Codependency Or Godly Love?

Open Bible 02The other day, I read TWELVE STEPS IN THE WRONG DIRECTION, which examines the idea of codependency and its roots in Alcoholics Anonymous. It didn’t take long for memories of my involvement in ex-gay ministry, as well as in a church that incorporated psychological principles into its pastoral counseling, to flood my mind. I remembered times when I complied with the use of psychology in these venues, but I also remembered times of questioning whether or not certain concepts were Biblical.

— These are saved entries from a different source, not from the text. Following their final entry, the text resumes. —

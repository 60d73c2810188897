//! CLI integration tests.

mod bootstrap_tests;
mod build_tests;
mod common;
mod init_tests;
mod service_tests;
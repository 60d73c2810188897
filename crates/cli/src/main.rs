mod cmd;
mod output;

use anyhow::Result;
use clap::{Parser, Subcommand};
use tracing_subscriber::EnvFilter;

use cmd::{BootstrapArgs, BuildArgs, InitArgs, ServiceCommands};
use output::OutputFormat;

/// gitops - GitOps repository scaffolding for Tekton and ArgoCD
#[derive(Parser)]
#[command(name = "gitops")]
#[command(author, version, about, long_about = None)]
struct Cli {
  /// Enable verbose output
  #[arg(short, long, global = true)]
  verbose: bool,

  /// Output format
  #[arg(long, global = true, value_enum, default_value_t = OutputFormat::Text)]
  format: OutputFormat,

  #[command(subcommand)]
  command: Commands,
}

#[derive(Subcommand)]
enum Commands {
  /// Scaffold a GitOps repository with its CI/CD namespace
  Init(InitArgs),

  /// Scaffold a GitOps repository together with a first service
  Bootstrap(BootstrapArgs),

  /// Regenerate the repository from pipelines.yaml
  Build(BuildArgs),

  /// Manage services
  Service {
    #[command(subcommand)]
    command: ServiceCommands,
  },
}

fn main() -> Result<()> {
  let cli = Cli::parse();

  let default_level = if cli.verbose { "info" } else { "warn" };
  let filter = EnvFilter::try_from_default_env().unwrap_or_else(|_| EnvFilter::new(default_level));
  tracing_subscriber::fmt()
    .with_env_filter(filter)
    .with_writer(std::io::stderr)
    .without_time()
    .init();

  match &cli.command {
    Commands::Init(args) => cmd::cmd_init(args, cli.format),
    Commands::Bootstrap(args) => cmd::cmd_bootstrap(args, cli.format),
    Commands::Build(args) => cmd::cmd_build(args, cli.format),
    Commands::Service { command } => cmd::cmd_service(command, cli.format),
  }
}
//! Build command integration tests.

use predicates::prelude::*;

use super::common::TestEnv;

#[test]
fn build_writes_environment_tree() {
  let env = TestEnv::from_fixture("pipelines.yaml");

  env
    .gitops_cmd()
    .arg("build")
    .arg("--pipelines-folder")
    .arg(env.root())
    .arg("--output")
    .arg(env.root())
    .assert()
    .success()
    .stdout(predicate::str::contains("Build complete"));

  assert_eq!(
    env.kustomization_resources("environments/dev/env/base"),
    vec!["dev-environment.yaml", "dev-rolebinding.yaml"]
  );
  assert_eq!(
    env.kustomization_resources("environments/stage/env/base"),
    vec!["stage-environment.yaml"]
  );

  let app_base = env.read_yaml("environments/dev/apps/app-http-api/base/kustomization.yaml");
  assert_eq!(app_base["bases"][0].as_str(), Some("../../../services/http-api"));

  let argo = env.read_yaml("config/argocd/config/dev-app-http-api-app.yaml");
  assert_eq!(argo["spec"]["source"]["path"].as_str(), Some("environments/dev/apps/app-http-api/base"));
}

#[test]
fn build_event_listener_has_service_trigger() {
  let env = TestEnv::from_fixture("pipelines.yaml");

  env
    .gitops_cmd()
    .arg("build")
    .arg("--pipelines-folder")
    .arg(env.root())
    .arg("--output")
    .arg(env.root())
    .assert()
    .success();

  let el = env.read_yaml("config/cicd/base/08-eventlisteners/cicd-event-listener.yaml");
  let names: Vec<_> = el["spec"]["triggers"]
    .as_sequence()
    .unwrap()
    .iter()
    .filter_map(|t| t["name"].as_str())
    .collect();
  assert_eq!(names, vec!["ci-dryrun-from-pr", "cd-deploy-from-push", "app-ci-build-from-pr-http-api"]);
}

#[test]
fn build_keeps_manual_files_in_kustomization() {
  let env = TestEnv::from_fixture("pipelines.yaml");
  env.write_file("environments/dev/env/base/limits.yaml", "kind: LimitRange\n");

  env
    .gitops_cmd()
    .arg("build")
    .arg("--pipelines-folder")
    .arg(env.root())
    .arg("--output")
    .arg(env.root())
    .assert()
    .success();

  assert!(
    env
      .kustomization_resources("environments/dev/env/base")
      .contains(&"limits.yaml".to_string())
  );
}

#[test]
fn build_is_repeatable() {
  let env = TestEnv::from_fixture("pipelines.yaml");
  let run = || {
    env
      .gitops_cmd()
      .arg("build")
      .arg("--pipelines-folder")
      .arg(env.root())
      .arg("--output")
      .arg(env.root())
      .assert()
      .success();
    env.read_file("config/cicd/base/kustomization.yaml")
  };

  let first = run();
  let second = run();
  assert_eq!(first, second);
}

#[test]
fn build_to_stdout_writes_nothing() {
  let env = TestEnv::from_fixture("pipelines.yaml");

  env
    .gitops_cmd()
    .arg("build")
    .arg("--stdout")
    .arg("--pipelines-folder")
    .arg(env.root())
    .arg("--output")
    .arg(env.root())
    .assert()
    .success()
    .stdout(predicate::str::contains("kind: EventListener"))
    .stdout(predicate::str::contains("---\n"));

  assert!(!env.path("environments").exists());
}

#[test]
fn build_reports_dangling_service_reference() {
  let env = TestEnv::from_fixture("dangling-ref.yaml");

  env
    .gitops_cmd()
    .arg("build")
    .arg("--pipelines-folder")
    .arg(env.root())
    .arg("--output")
    .arg(env.root())
    .assert()
    .failure()
    .stderr(predicate::str::contains("http-api"));

  assert!(!env.path("environments").exists());
}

The concept of codependency, in particular, troubled me. In a nutshell, codependency is a loosely defined disorder in which one person is overly affected by the behavior or condition of another person. Originally it referred to someone affected by a loved one’s alcoholism. The codependent person is obsessed either with fixing the loved one or with protecting him/her, usually to the point of sacrificing self. Such self-sacrificial attitudes, according to proponents of this philosophy, denotes psychological deficiencies in the codependent.

Obviously, this blog post doesn’t allow me to fully explain all the intricacies of so-called codependency, so I encourage you to read Codependency,  A Biblical View for an overview. But I world like to offer a few comments today on my primary problem with this teaching, hoping to write more detailed articles on the subject in the future.

Fundamentally, I believe that the theory of codependency directly opposes the Bible’s very clear teaching that Christian love demands dying to self (even physically, if necessary) for the benefit of others. Several Scriptures teach this self-sacrificial love, and we can’t look at all of them right now. So let’s examine a passage that I’m currently working through in my personal Bible Study time, and then compare it to things I was taught (and in turn taught others) about codependency.

Beloved, let us love one another, for love is from God, and whoever loves has been born of God and knows God. Anyone who does not love does not know God, because God is love. In this the love of God was made manifest among us, that God sent his only Son into the world, so that we might live through him. 10 In this is love, not that we have loved God but that he loved us and sent his Son to be the propitiation for our sins. 11 Beloved, if God so loved us, we also ought to love one another. 12 No one has ever seen God; if we love one another, God abides in us and his love is perfected in us. ~~1 John 4:7-12 (ESV)

Please notice, first of all, that verse 10 explicitly describes Christ’s death on the cross as the pattern that He wants Christians to imitate in loving others. Verse 11 insists that we follow the Lord’s example. It never makes qualifications, nor does it suggest a figurative application. In fact, the apostle John wrote these words at a time when Christians endured severe persecution, and probably did risk their lives for each other on occasion.

Christian love sacrifices self for other people and for the Lord. Consequently, it makes all levels of sacrifice, always putting self-interest last. At times, of course, godly love refuses to tolerate another person’s sin. But it never elevates personal interest at the expense of somebody else.

When the church I attended reached its height of teaching women to avoid codependent behaviors, I wanted to go to a women’s retreat. I asked a friend to help me with my personal care, remembering a night she had put me to bed and declared that every woman in the church should have the experience of helping me. But she informed me that God had “told” her to devote the weekend to being with Him. Evidently, enabling me to attend the retreat would have encroached on her spiritual well-being, making it necessary for her to set boundaries.

Her decision may have been good psychology. After all, she’d set a boundary protecting her special weekend with the Lord, and she probably received praise from certain leaders in the women’s ministry for not letting me pull her into codependency. Scripturally, however, she failed to die to self.

Teachings about codependency keep Christians from loving as Christ calls us to love. I’ve also been guilty of neglecting a friend’s wedding, claiming that God wanted me to “take care” of myself. Um, no — I was  actually just being selfish.

I have much more to tell you about co-dependency and its dangers, but I’ve run out of time today. As you have seen, however, I believe the teaching about it runs counter to the Bible’s teachings on sacrificial love. The cult of co-dependency is but one of many examples of how psychology opposes Biblical Christianity. We must adhere to our Bibles rather than allowing worldly philosophies like psychology to control our actions.